Shanshan, nama populer yang telah dibangun dari masih kanak-kanak. Shanshan, bocah yang dahulu membintangi film fantasi, kini beranjak dewasa.
20 tahun usianya.
Gadis cantik dengan wajah kebarat-baratan itu memiliki manik biru, bingkai mata almond, bentuk bibir plum mungil, hidung mancung, alis melengking, pipi mulus sedikit chubby.
Yang mana jika semua goresan keindahan wajah itu disatukan, mengulas sebentuk kecantikan nyaris sempurna untuk ukuran manusia.
Body gitar Spanyol tercetak jelas dibalik balutan rok mini putih gading dan blouse merah muda berbahan lembut.

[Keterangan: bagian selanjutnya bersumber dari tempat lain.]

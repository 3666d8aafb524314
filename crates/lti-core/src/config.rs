//! Configuration for LTI request authentication.
//!
//! All configuration is driven by environment variables.

use std::fmt;
use std::str::FromStr;

use crate::error::{LtiError, LtiResult};

/// An OAuth 1.0a signature method accepted on legacy launches.
#[derive(Debug, Clone, Copy, PartialEq, Eq, Hash, serde::Serialize, serde::Deserialize)]
pub enum SignatureMethod {
    /// `HMAC-SHA1`, the method mandated by LTI 1.x.
    #[serde(rename = "HMAC-SHA1")]
    HmacSha1,
    /// `HMAC-SHA256`.
    #[serde(rename = "HMAC-SHA256")]
    HmacSha256,
    /// `PLAINTEXT`: the signature is the signing key itself.
    #[serde(rename = "PLAINTEXT")]
    Plaintext,
}

impl SignatureMethod {
    /// The wire name carried in `oauth_signature_method`.
    #[must_use]
    pub fn as_str(self) -> &'static str {
        match self {
            Self::HmacSha1 => "HMAC-SHA1",
            Self::HmacSha256 => "HMAC-SHA256",
            Self::Plaintext => "PLAINTEXT",
        }
    }
}

impl fmt::Display for SignatureMethod {
    fn fmt(&self, f: &mut fmt::Formatter<'_>) -> fmt::Result {
        f.write_str(self.as_str())
    }
}

impl FromStr for SignatureMethod {
    type Err = LtiError;

    fn from_str(s: &str) -> Result<Self, Self::Err> {
        match s {
            "HMAC-SHA1" => Ok(Self::HmacSha1),
            "HMAC-SHA256" => Ok(Self::HmacSha256),
            "PLAINTEXT" => Ok(Self::Plaintext),
            other => Err(LtiError::Config(format!(
                "unknown signature method: {other}"
            ))),
        }
    }
}

/// A shared-secret token signing algorithm accepted on token launches.
#[derive(Debug, Clone, Copy, PartialEq, Eq, Hash, serde::Serialize, serde::Deserialize)]
pub enum TokenAlgorithm {
    /// HMAC using SHA-256.
    HS256,
    /// HMAC using SHA-384.
    HS384,
    /// HMAC using SHA-512.
    HS512,
}

impl TokenAlgorithm {
    /// The `alg` header value.
    #[must_use]
    pub fn as_str(self) -> &'static str {
        match self {
            Self::HS256 => "HS256",
            Self::HS384 => "HS384",
            Self::HS512 => "HS512",
        }
    }
}

impl fmt::Display for TokenAlgorithm {
    fn fmt(&self, f: &mut fmt::Formatter<'_>) -> fmt::Result {
        f.write_str(self.as_str())
    }
}

impl FromStr for TokenAlgorithm {
    type Err = LtiError;

    fn from_str(s: &str) -> Result<Self, Self::Err> {
        match s {
            "HS256" => Ok(Self::HS256),
            "HS384" => Ok(Self::HS384),
            "HS512" => Ok(Self::HS512),
            other => Err(LtiError::Config(format!("unknown token algorithm: {other}"))),
        }
    }
}

/// Verification settings shared by every validator.
#[derive(Debug, Clone, PartialEq, Eq, serde::Serialize, serde::Deserialize)]
#[serde(rename_all = "camelCase")]
pub struct AuthConfig {
    /// OAuth signature methods accepted on legacy launches.
    pub signature_methods: Vec<SignatureMethod>,
    /// Algorithms accepted on token launches.
    pub token_algorithms: Vec<TokenAlgorithm>,
    /// Clock leeway in seconds applied to `exp` and `nbf` token claims.
    pub token_leeway_secs: u64,
    /// Log level.
    pub log_level: String,
}

impl Default for AuthConfig {
    fn default() -> Self {
        Self {
            signature_methods: vec![
                SignatureMethod::HmacSha1,
                SignatureMethod::HmacSha256,
                SignatureMethod::Plaintext,
            ],
            token_algorithms: vec![TokenAlgorithm::HS256],
            token_leeway_secs: 0,
            log_level: "info".to_owned(),
        }
    }
}

impl AuthConfig {
    /// Load configuration from environment variables.
    ///
    /// | Variable | Default |
    /// |----------|---------|
    /// | `LTI_SIGNATURE_METHODS` | `HMAC-SHA1,HMAC-SHA256,PLAINTEXT` |
    /// | `LTI_TOKEN_ALGORITHMS` | `HS256` |
    /// | `LTI_TOKEN_LEEWAY_SECS` | `0` |
    /// | `LOG_LEVEL` | `info` |
    ///
    /// # Errors
    ///
    /// Returns [`LtiError::Config`] if a variable holds an unknown method or
    /// algorithm name, a non-numeric leeway, or an empty list.
    pub fn from_env() -> LtiResult<Self> {
        let mut config = Self::default();

        if let Ok(v) = std::env::var("LTI_SIGNATURE_METHODS") {
            config.signature_methods = parse_list(&v)?;
        }
        if let Ok(v) = std::env::var("LTI_TOKEN_ALGORITHMS") {
            config.token_algorithms = parse_list(&v)?;
        }
        if let Ok(v) = std::env::var("LTI_TOKEN_LEEWAY_SECS") {
            config.token_leeway_secs = v.trim().parse().map_err(|_| {
                LtiError::Config(format!("LTI_TOKEN_LEEWAY_SECS is not a number: {v}"))
            })?;
        }
        if let Ok(v) = std::env::var("LOG_LEVEL") {
            config.log_level = v;
        }

        config.validate()?;
        Ok(config)
    }

    /// Check that the configuration can accept at least one launch of each scheme.
    ///
    /// # Errors
    ///
    /// Returns [`LtiError::Config`] if either accepted list is empty.
    pub fn validate(&self) -> LtiResult<()> {
        if self.signature_methods.is_empty() {
            return Err(LtiError::Config(
                "at least one signature method must be enabled".to_owned(),
            ));
        }
        if self.token_algorithms.is_empty() {
            return Err(LtiError::Config(
                "at least one token algorithm must be enabled".to_owned(),
            ));
        }
        Ok(())
    }

    /// Whether `method` is accepted.
    #[must_use]
    pub fn accepts_signature_method(&self, method: SignatureMethod) -> bool {
        self.signature_methods.contains(&method)
    }
}

fn parse_list<T: FromStr<Err = LtiError>>(value: &str) -> LtiResult<Vec<T>> {
    value
        .split(',')
        .map(str::trim)
        .filter(|s| !s.is_empty())
        .map(str::parse)
        .collect()
}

Sepatu heels yang juga merah muda, senada dengan warna tas yang ditentengnya. Surai nan lurus warisan ibunya, tergerai jatuh sepanjang liukan punggung bawahnya.

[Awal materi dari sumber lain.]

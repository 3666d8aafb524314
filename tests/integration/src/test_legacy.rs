//! OAuth 1.0a signed launch scenarios.

#[cfg(test)]
mod tests {
    use http::Method;
    use http::header::CONTENT_TYPE;
    use lti_auth::{
        AuthError, IncomingRequest, OAuthSigner, RequestAuthenticator, RequestValidator,
        SharedSecret, ToolProvider,
    };
    use lti_core::Params;

    use crate::{LAUNCH_URL, launch_params, signed_form_launch};

    #[test]
    fn test_should_accept_launch_signed_with_secret() {
        // Scenario A.
        let request = signed_form_launch("abc", "s3cr3t");
        let secret = SharedSecret::new("s3cr3t");
        let mut validator = RequestValidator::for_request(&secret, &request);

        assert!(validator.is_valid(&request).unwrap());
        assert!(validator.is_valid_strict(&request).unwrap());
    }

    #[test]
    fn test_should_reject_launch_validated_with_wrong_secret() {
        // Scenario B.
        let request = signed_form_launch("abc", "s3cr3t");
        let secret = SharedSecret::new("wrong");
        let mut validator = RequestValidator::for_request(&secret, &request);

        assert!(!validator.is_valid(&request).unwrap());
        assert!(matches!(
            validator.is_valid_strict(&request),
            Err(AuthError::Unauthorized)
        ));
    }

    #[test]
    fn test_should_give_same_outcome_on_repeated_calls() {
        let request = signed_form_launch("abc", "s3cr3t");
        for secret in ["s3cr3t", "wrong"] {
            let secret = SharedSecret::new(secret);
            let mut validator = RequestValidator::for_request(&secret, &request);
            let first = validator.is_valid(&request).unwrap();
            let nonce = validator.request_oauth_nonce().map(ToOwned::to_owned);
            assert_eq!(validator.is_valid(&request).unwrap(), first);
            assert_eq!(validator.request_oauth_nonce().map(ToOwned::to_owned), nonce);
        }
    }

    #[test]
    fn test_should_not_mutate_request() {
        let request = signed_form_launch("abc", "s3cr3t");
        let before = request.params().clone();
        let secret = SharedSecret::new("s3cr3t");
        let mut validator = RequestValidator::for_request(&secret, &request);
        validator.is_valid(&request).unwrap();
        assert_eq!(request.params(), &before);
    }

    #[test]
    fn test_should_reject_replayed_body_on_other_url() {
        let request = signed_form_launch("abc", "s3cr3t");
        let moved = IncomingRequest::from_params(
            Method::POST,
            "https://evil.example.com/lti/launch",
            request.params().clone(),
        )
        .unwrap();

        let secret = SharedSecret::new("s3cr3t");
        let mut validator = RequestValidator::for_request(&secret, &moved);
        assert!(!validator.is_valid(&moved).unwrap());
    }

    #[test]
    fn test_should_reject_method_change() {
        let request = signed_form_launch("abc", "s3cr3t");
        let as_get =
            IncomingRequest::from_params(Method::GET, LAUNCH_URL, request.params().clone())
                .unwrap();

        let secret = SharedSecret::new("s3cr3t");
        let mut validator = RequestValidator::for_request(&secret, &as_get);
        assert!(matches!(
            validator.is_valid_strict(&as_get),
            Err(AuthError::Unauthorized)
        ));
    }

    #[test]
    fn test_should_validate_through_tool_provider() {
        let request = signed_form_launch("abc", "s3cr3t");
        let mut tool = ToolProvider::new("abc", SharedSecret::new("s3cr3t"), request.params().clone());

        assert_eq!(tool.launch_param("lti_version"), Some("LTI-1p0"));
        assert!(tool.is_valid(&request).unwrap());
        assert!(tool.request_oauth_timestamp().is_some());
    }

    #[test]
    fn test_should_report_unknown_signature_method_by_mode() {
        let request = signed_form_launch("abc", "s3cr3t");
        let mut params: Params = request.params().clone();
        params.insert("oauth_signature_method", "RSA-SHA1");
        let request = IncomingRequest::from_params(Method::POST, LAUNCH_URL, params).unwrap();

        let secret = SharedSecret::new("s3cr3t");
        let mut validator = RequestValidator::for_request(&secret, &request);
        assert!(!validator.is_valid(&request).unwrap());
        let err = validator.is_valid_strict(&request).unwrap_err();
        assert!(matches!(err, AuthError::UnsupportedScheme(_)));
        assert!(err.status_code().is_client_error());
    }

    #[test]
    fn test_should_accept_form_launch_with_mixed_case_content_type() {
        let signed = OAuthSigner::new("abc", SharedSecret::new("s3cr3t"))
            .unwrap()
            .sign(&Method::POST, LAUNCH_URL, &launch_params())
            .unwrap();
        let (parts, ()) = http::Request::builder()
            .method(Method::POST)
            .uri(LAUNCH_URL)
            .header(CONTENT_TYPE, "Application/X-WWW-Form-Urlencoded")
            .body(())
            .unwrap()
            .into_parts();
        let request = IncomingRequest::from_parts(parts, signed.form_body().as_bytes());

        let secret = SharedSecret::new("s3cr3t");
        let mut validator = RequestValidator::for_request(&secret, &request);
        assert!(validator.is_valid_strict(&request).unwrap());
    }
}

Untuk make up, semua yakin, Shanshan tak banyak mengenakan goresan make up. Gadis itu, lebih menyukai perawatan kulit saja.
Sedikit sentuhan warna peach di bibir, cukup membuatnya menjadi wanita super istimewa.
Indah ayunan kakinya meliuk seirama pinggul terbentuknya, semua mata tertuju pada raga setinggi 167 cm itu.
Shanshan duduk pada kursi cafe yang telah lama menunggunya.
Wangi dari kopi sedu yang terkucur dengan asap yang masih mengepul, juga roti yang baru keluar dari pemanggang.
Aroma menyenangkan yang menguar dari kedai ini cukup merelaksasi pikiran.
Sapaan akrab dia tujukan teruntuk Farah, Berg, dan satu temannya lagi bernama Aruna.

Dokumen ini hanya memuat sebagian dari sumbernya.